Add --output-iter-metrics flag to cpu userbenchmark scripts

murste01 · murste01 · commit 88314e6a0b94 · 2025-03-25T11:54:56.000Z
Adds a new `--output-iter-metrics` flag which adds per-iteration metrics
to benchmark result JSON files.
diff --git a/userbenchmark/cpu/cpu_utils.py b/userbenchmark/cpu/cpu_utils.py
@@ -119,22 +119,34 @@ def add_test_results(runs, result_metrics):
         ins_number = len(run["results"])
         assert ins_number
         latency_metric = "latency" in run["results"][0]["metrics"]
+        iter_latencies_metric = "iter_latencies" in run["results"][0]["metrics"]
         throughput_metric = "throughput" in run["results"][0]["metrics"]
+        iter_throughputs_metric = "iter_throughputs" in run["results"][0]["metrics"]
         cmem_metric = "cpu_peak_mem" in run["results"][0]["metrics"]
         latency_sum = 0
+        iter_latencies = []
         throughput_sum = 0
+        iter_throughputs = []
         cmem_sum = 0
         for ins_res in run["results"]:
             if latency_metric:
                 latency_sum += ins_res["metrics"]["latency"]
+            if iter_latencies_metric:
+                iter_latencies += ins_res["metrics"]["iter_latencies"]
             if throughput_metric:
                 throughput_sum += ins_res["metrics"]["throughput"]
+            if iter_throughputs_metric:
+                iter_throughputs += ins_res["metrics"]["iter_throughputs"]

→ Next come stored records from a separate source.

// src/lib.rs

pub mod cli;
pub mod config;
pub mod dag;
pub mod errors;
pub mod exec;
pub mod logging;
pub mod pool;

use std::sync::Arc;

use tracing::{debug, info, warn};

use crate::cli::CliArgs;
use crate::config::load_and_validate;
use crate::dag::{Action, ActionRef, Plan};
use crate::errors::{PassPoolError, Result};
use crate::exec::ActionGraph;
use crate::pool::ExecPool;

/// High-level entry point used by `main.rs`.
///
/// This wires together:
/// - config loading and validation
/// - construction of the shared pass graph
/// - root selection (`--pass` or the configured roots)
/// - the worker pool lifecycle
/// - failure reporting once every plan has drained
pub async fn run(args: CliArgs) -> Result<()> {
    let cfg = load_and_validate(&args.config)?;
    let graph = ActionGraph::from_config(&cfg)?;

    let root_names = match &args.pass {
        Some(name) => vec![name.clone()],
        None => cfg.root_names(),
    };
    let roots = graph.roots(&root_names)?;
    let workers = args
        .workers
        .map(|w| w as usize)
        .unwrap_or_else(|| cfg.effective_workers());

    if args.dry_run {
        print_dry_run(&graph, &roots, workers);
        return Ok(());
    }

    info!(?root_names, workers, "scheduling pass roots");

    let pool = ExecPool::new(workers, &roots);
    pool.start();
    pool.dispose_and_wait().await;

    info!(
        plans = pool.plan_count(),
        executed = graph.executed(),
        passes = graph.len(),
        "all plans completed"
    );

    let failures = graph.failures();
    for (pass, code) in &failures {
        warn!(pass = %pass, exit_code = code, "pass failed");
    }

    match failures.into_iter().next() {
        Some((pass, code)) => Err(PassPoolError::PassFailed { pass, code }),
        None => Ok(()),
    }
}

/// Dry-run output: each root's plan, deepest level first, with the command
/// every entry would run.
fn print_dry_run(graph: &ActionGraph, roots: &[ActionRef], workers: usize) {
    println!("passpool dry-run");
    println!("  workers = {workers}");
    println!("  roots = {}", roots.len());
    println!();

    for root in roots {
        let plan = Plan::build(root, Arc::default());
        println!("plan for {} (max depth {}):", root.name(), plan.max_depth());
        for depth in (0..=plan.max_depth()).rev() {
            println!("  depth {depth}:");
            for action in plan.level(depth) {
                let cmd = graph.get(action.name()).map(|a| a.cmd()).unwrap_or("?");
                println!("    {}: {cmd}", action.name());
            }
        }
    }

    debug!("dry-run complete (no execution)");
}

             if cmem_metric:
                 cmem_sum += ins_res["metrics"]["cpu_peak_mem"]
         if latency_metric:
             result_metrics[f"{run_base_name}_latency"] = latency_sum / ins_number
+        if iter_latencies_metric:
+            result_metrics[f"{run_base_name}_iter_latencies"] = iter_latencies
         if throughput_metric:
             result_metrics[f"{run_base_name}_throughput"] = throughput_sum
+        if iter_throughputs_metric:
+            result_metrics[f"{run_base_name}_iter_throughputs"] = iter_throughputs
         if cmem_metric:
             result_metrics[f"{run_base_name}_cmem"] = cmem_sum / ins_number
     return result_metrics
diff --git a/userbenchmark/cpu/run_config.py b/userbenchmark/cpu/run_config.py
@@ -39,7 +39,7 @@
     CURRENT_DIR = os.path.dirname(os.path.realpath(__file__))
 
     def result_to_output_metrics(
-        metrics: List[str], metrics_res: TorchBenchModelMetrics
+        metrics: List[str], metrics_res: TorchBenchModelMetrics, output_iter_metrics: bool
     ) -> Dict[str, float]:
         result_metrics = {}
         if metrics_res:
@@ -48,11 +48,17 @@ def result_to_output_metrics(
                 median_latency = numpy.median(metrics_res.latencies)
                 assert median_latency, f"Run failed for metric {latency_metric}"
                 result_metrics[latency_metric] = median_latency
+                if output_iter_metrics:
+                  iter_latencies_metric = "iter_latencies"
+                  result_metrics[iter_latencies_metric] = list(metrics_res.latencies)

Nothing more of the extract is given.